::: Information given :::

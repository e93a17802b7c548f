use std::{
    collections::HashMap,
    io::BufRead,
    path::Path,
    sync::{Arc, Mutex},
    thread::JoinHandle,
};

use log::{info, warn};

use crate::{
    error::{Result, SimulationError},
    scene::SceneConfig,
    simulation_parameters::SimulationParams,
};

/// One line typed on stdin while the simulation runs.
#[derive(Debug, Clone, Copy, PartialEq, Eq)]
pub enum DriverCommand {
    TogglePause,
    Restart,
    Quit,
}

impl DriverCommand {
    pub fn parse(line: &str) -> Option<DriverCommand> {
        match line.trim() {
            "p" | "pause" => Some(DriverCommand::TogglePause),
            "r" | "restart" => Some(DriverCommand::Restart),
            "q" | "quit" => Some(DriverCommand::Quit),
            _ => None,
        }
    }
}

fn take_flag(flag: &Mutex<bool>) -> bool {
    match flag.lock() {
        Ok(mut flag) => std::mem::replace(&mut *flag, false),
        Err(_) => false,
    }
}

fn read_flag(flag: &Mutex<bool>) -> bool {
    flag.lock().map(|flag| *flag).unwrap_or(false)
}

fn set_flag(flag: &Mutex<bool>) {
    if let Ok(mut flag) = flag.lock() {
        *flag = true;
    }
}

/**
 * Requests shared between the input thread and the simulation loop. The loop
 * polls them once per tick; a step in progress always runs to completion.
 */
#[derive(Clone, Default)]
pub struct DriverControl {
    cancel: Arc<Mutex<bool>>,
    restart: Arc<Mutex<bool>>,
    toggle_pause: Arc<Mutex<bool>>,
    input_closed: Arc<Mutex<bool>>,
}

impl DriverControl {
    pub fn new() -> DriverControl {
        DriverControl::default()
    }

    pub fn submit(&self, command: DriverCommand) {
        match command {
            DriverCommand::TogglePause => set_flag(&self.toggle_pause),
            DriverCommand::Restart => set_flag(&self.restart),
            DriverCommand::Quit => set_flag(&self.cancel),
        }
    }

    pub fn is_cancelled(&self) -> bool {
        read_flag(&self.cancel)
    }

    pub fn take_restart(&self) -> bool {
        take_flag(&self.restart)
    }

    pub fn take_toggle_pause(&self) -> bool {
        take_flag(&self.toggle_pause)
    }

    /// No further commands can arrive once stdin reached EOF.
    pub fn is_input_closed(&self) -> bool {
        read_flag(&self.input_closed)
    }

    /** Reads commands line by line from stdin until EOF or `q`. */
    pub fn spawn_stdin_listener(&self) -> JoinHandle<()> {
        let control = self.clone();
        std::thread::spawn(move || {
            let stdin = std::io::stdin();
            for line in stdin.lock().lines() {
                let line = match line {
                    Ok(line) => line,
                    Err(err) => {
                        warn!("stopped reading commands: {}", err);
                        break;
                    }
                };
                match DriverCommand::parse(&line) {
                    Some(command) => {
                        info!("received command {:?}", command);
                        control.submit(command);
                        if command == DriverCommand::Quit {
                            break;
                        }
                    }
                    None if line.trim().is_empty() => {}
                    None => warn!("unknown command '{}' (use p, r or q)", line.trim()),
                }
            }
            set_flag(&control.input_closed);
        })
    }
}

/**
 * Parses the simulation parameters. Every top-level key of the optional
 * overwrite file replaces the key of the same name in the parameter file.
 */
pub fn load_simulation_params(parameter_yaml: &str, overwrite_yaml: Option<&str>) -> Result<SimulationParams> {
    let mut simulation_params_serde: serde_yaml::Value = serde_yaml::from_str(parameter_yaml)?;

    if let Some(overwrite_yaml) = overwrite_yaml {
        let overwrite_config: HashMap<String, serde_yaml::Value> = serde_yaml::from_str(overwrite_yaml)?;
        let mapping = simulation_params_serde.as_mapping_mut().ok_or_else(|| {
            SimulationError::InvalidParameter("simulation parameter file is not a YAML mapping".into())
        })?;

        for (k, v) in overwrite_config.into_iter() {
            let entry = mapping
                .get_mut(&serde_yaml::Value::String(k.clone()))
                .ok_or_else(|| SimulationError::InvalidParameter(format!("not able to find attribute {}", k)))?;
            *entry = v;
        }
    }

    let simulation_params: SimulationParams = serde_yaml::from_value(simulation_params_serde)?;
    simulation_params.validate()?;
    Ok(simulation_params)
}

pub fn load_simulation_params_file(
    parameter_file: &Path,
    overwrite_file: Option<&Path>,
) -> Result<SimulationParams> {
    let params_yaml = std::fs::read_to_string(parameter_file)?;
    let overwrite_yaml = overwrite_file.map(std::fs::read_to_string).transpose()?;
    load_simulation_params(&params_yaml, overwrite_yaml.as_deref())
}

pub fn load_scene_config_file(scene_file: &Path) -> Result<SceneConfig> {
    let scene_yaml = std::fs::read_to_string(scene_file)?;
    let scene_config: SceneConfig = serde_yaml::from_str(&scene_yaml)?;
    scene_config.validate()?;
    Ok(scene_config)
}

#[cfg(test)]
mod tests {
    use super::*;

    const PARAMS: &str = include_str!("../../../configs/simulation.yaml");

    #[test]
    fn parses_commands() {
        assert_eq!(DriverCommand::parse("p\n"), Some(DriverCommand::TogglePause));
        assert_eq!(DriverCommand::parse(" r "), Some(DriverCommand::Restart));
        assert_eq!(DriverCommand::parse("quit"), Some(DriverCommand::Quit));
        assert_eq!(DriverCommand::parse("x"), None);
    }

    #[test]
    fn flags_are_consumed_once() {
        let control = DriverControl::new();
        assert!(!control.take_restart());

        control.submit(DriverCommand::Restart);
        control.submit(DriverCommand::TogglePause);
        assert!(control.clone().take_restart());
        assert!(!control.take_restart());
        assert!(control.take_toggle_pause());
        assert!(!control.is_cancelled());

        control.submit(DriverCommand::Quit);
        assert!(control.is_cancelled());
        assert!(control.is_cancelled());
    }

    #[test]
    fn overwrite_file_replaces_keys() {
        let params = load_simulation_params(PARAMS, Some("viscosity: 10.0\ntimestep_ms: 2.0\n")).unwrap();
        assert_eq!(params.viscosity, 10.);
        assert_eq!(params.timestep_ms, 2.);
        assert_eq!(params.stiffness, 1000.);
    }

    #[test]
    fn overwrite_with_unknown_key_is_an_error() {
        let result = load_simulation_params(PARAMS, Some("no_such_key: 1.0\n"));
        assert!(matches!(result, Err(SimulationError::InvalidParameter(_))));
    }

    #[test]
    fn invalid_values_are_rejected() {
        assert!(load_simulation_params(PARAMS, Some("timestep_ms: -7.0\n")).is_err());
        assert!(matches!(
            load_simulation_params("stiffness: [", None),
            Err(SimulationError::YamlError(_))
        ));
    }

    #[test]
    fn missing_file_is_an_io_error() {
        let result = load_scene_config_file(Path::new("/nonexistent/scene.yaml"));
        assert!(matches!(result, Err(SimulationError::IoError(_))));
    }
}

:::

* Task description *
Word for word, restate all of the records.

* Answer to the exercise *
repository e93a17802b7c548f
use std::{
    collections::HashMap,
    io::BufRead,
    path::Path,
    sync::{Arc, Mutex},
    thread::JoinHandle,
};

use log::{info, warn};

use crate::{
    error::{Result, SimulationError},
    scene::SceneConfig,
    simulation_parameters::SimulationParams,
};

/// One line typed on stdin while the simulation runs.
#[derive(Debug, Clone, Copy, PartialEq, Eq)]
pub enum DriverCommand {
    TogglePause,
    Restart,
    Quit,
}

impl DriverCommand {
    pub fn parse(line: &str) -> Option<DriverCommand> {
        match line.trim() {
            "p" | "pause" => Some(DriverCommand::TogglePause),
            "r" | "restart" => Some(DriverCommand::Restart),
            "q" | "quit" => Some(DriverCommand::Quit),
            _ => None,
        }
    }
}

fn take_flag(flag: &Mutex<bool>) -> bool {
    match flag.lock() {
        Ok(mut flag) => std::mem::replace(&mut *flag, false),
        Err(_) => false,
    }
}

fn read_flag(flag: &Mutex<bool>) -> bool {
    flag.lock().map(|flag| *flag).unwrap_or(false)
}

fn set_flag(flag: &Mutex<bool>) {
    if let Ok(mut flag) = flag.lock() {
        *flag = true;
    }
}

/**
 * Requests shared between the input thread and the simulation loop. The loop
 * polls them once per tick; a step in progress always runs to completion.
 */
#[derive(Clone, Default)]
pub struct DriverControl {
    cancel: Arc<Mutex<bool>>,
    restart: Arc<Mutex<bool>>,
    toggle_pause: Arc<Mutex<bool>>,
    input_closed: Arc<Mutex<bool>>,
}

impl DriverControl {
    pub fn new() -> DriverControl {
        DriverControl::default()
    }

    pub fn submit(&self, command: DriverCommand) {
        match command {
            DriverCommand::TogglePause => set_flag(&self.toggle_pause),
            DriverCommand::Restart => set_flag(&self.restart),
            DriverCommand::Quit => set_flag(&self.cancel),
        }
    }

    pub fn is_cancelled(&self) -> bool {
        read_flag(&self.cancel)
    }

    pub fn take_restart(&self) -> bool {
        take_flag(&self.restart)
    }

    pub fn take_toggle_pause(&self) -> bool {
        take_flag(&self.toggle_pause)
    }

    /// No further commands can arrive once stdin reached EOF.
    pub fn is_input_closed(&self) -> bool {
        read_flag(&self.input_closed)
    }

    /** Reads commands line by line from stdin until EOF or `q`. */
    pub fn spawn_stdin_listener(&self) -> JoinHandle<()> {
        let control = self.clone();
        std::thread::spawn(move || {
            let stdin = std::io::stdin();
            for line in stdin.lock().lines() {
                let line = match line {
                    Ok(line) => line,
                    Err(err) => {
                        warn!("stopped reading commands: {}", err);
                        break;
                    }
                };
                match DriverCommand::parse(&line) {
                    Some(command) => {
                        info!("received command {:?}", command);
                        control.submit(command);
                        if command == DriverCommand::Quit {
                            break;
                        }
                    }
                    None if line.trim().is_empty() => {}
                    None => warn!("unknown command '{}' (use p, r or q)", line.trim()),
                }
            }
            set_flag(&control.input_closed);
        })
    }
}

/**
 * Parses the simulation parameters. Every top-level key of the optional
 * overwrite file replaces the key of the same name in the parameter file.
 */
pub fn load_simulation_params(parameter_yaml: &str, overwrite_yaml: Option<&str>) -> Result<SimulationParams> {
    let mut simulation_params_serde: serde_yaml::Value = serde_yaml::from_str(parameter_yaml)?;

    if let Some(overwrite_yaml) = overwrite_yaml {
        let overwrite_config: HashMap<String, serde_yaml::Value> = serde_yaml::from_str(overwrite_yaml)?;
        let mapping = simulation_params_serde.as_mapping_mut().ok_or_else(|| {
            SimulationError::InvalidParameter("simulation parameter file is not a YAML mapping".into())
        })?;

        for (k, v) in overwrite_config.into_iter() {
            let entry = mapping
                .get_mut(&serde_yaml::Value::String(k.clone()))
                .ok_or_else(|| SimulationError::InvalidParameter(format!("not able to find attribute {}", k)))?;
            *entry = v;
        }
    }

    let simulation_params: SimulationParams = serde_yaml::from_value(simulation_params_serde)?;
    simulation_params.validate()?;
    Ok(simulation_params)
}

pub fn load_simulation_params_file(
    parameter_file: &Path,
    overwrite_file: Option<&Path>,
) -> Result<SimulationParams> {
    let params_yaml = std::fs::read_to_string(parameter_file)?;
    let overwrite_yaml = overwrite_file.map(std::fs::read_to_string).transpose()?;
    load_simulation_params(&params_yaml, overwrite_yaml.as_deref())
}

pub fn load_scene_config_file(scene_file: &Path) -> Result<SceneConfig> {
    let scene_yaml = std::fs::read_to_string(scene_file)?;
    let scene_config: SceneConfig = serde_yaml::from_str(&scene_yaml)?;
    scene_config.validate()?;
    Ok(scene_config)
}

#[cfg(test)]
mod tests {
    use super::*;

    const PARAMS: &str = include_str!("../../../configs/simulation.yaml");

    #[test]
    fn parses_commands() {
        assert_eq!(DriverCommand::parse("p\n"), Some(DriverCommand::TogglePause));
        assert_eq!(DriverCommand::parse(" r "), Some(DriverCommand::Restart));
        assert_eq!(DriverCommand::parse("quit"), Some(DriverCommand::Quit));
        assert_eq!(DriverCommand::parse("x"), None);
    }

    #[test]
    fn flags_are_consumed_once() {
        let control = DriverControl::new();
        assert!(!control.take_restart());

        control.submit(DriverCommand::Restart);
        control.submit(DriverCommand::TogglePause);
        assert!(control.clone().take_restart());
        assert!(!control.take_restart());
        assert!(control.take_toggle_pause());
        assert!(!control.is_cancelled());

        control.submit(DriverCommand::Quit);
        assert!(control.is_cancelled());
        assert!(control.is_cancelled());
    }

    #[test]
    fn overwrite_file_replaces_keys() {
        let params = load_simulation_params(PARAMS, Some("viscosity: 10.0\ntimestep_ms: 2.0\n")).unwrap();
        assert_eq!(params.viscosity, 10.);
        assert_eq!(params.timestep_ms, 2.);
        assert_eq!(params.stiffness, 1000.);
    }

    #[test]
    fn overwrite_with_unknown_key_is_an_error() {
        let result = load_simulation_params(PARAMS, Some("no_such_key: 1.0\n"));
        assert!(matches!(result, Err(SimulationError::InvalidParameter(_))));
    }

    #[test]
    fn invalid_values_are_rejected() {
        assert!(load_simulation_params(PARAMS, Some("timestep_ms: -7.0\n")).is_err());
        assert!(matches!(
            load_simulation_params("stiffness: [", None),
            Err(SimulationError::YamlError(_))
        ));
    }

    #[test]
    fn missing_file_is_an_io_error() {
        let result = load_scene_config_file(Path::new("/nonexistent/scene.yaml"));
        assert!(matches!(result, Err(SimulationError::IoError(_))));
    }
}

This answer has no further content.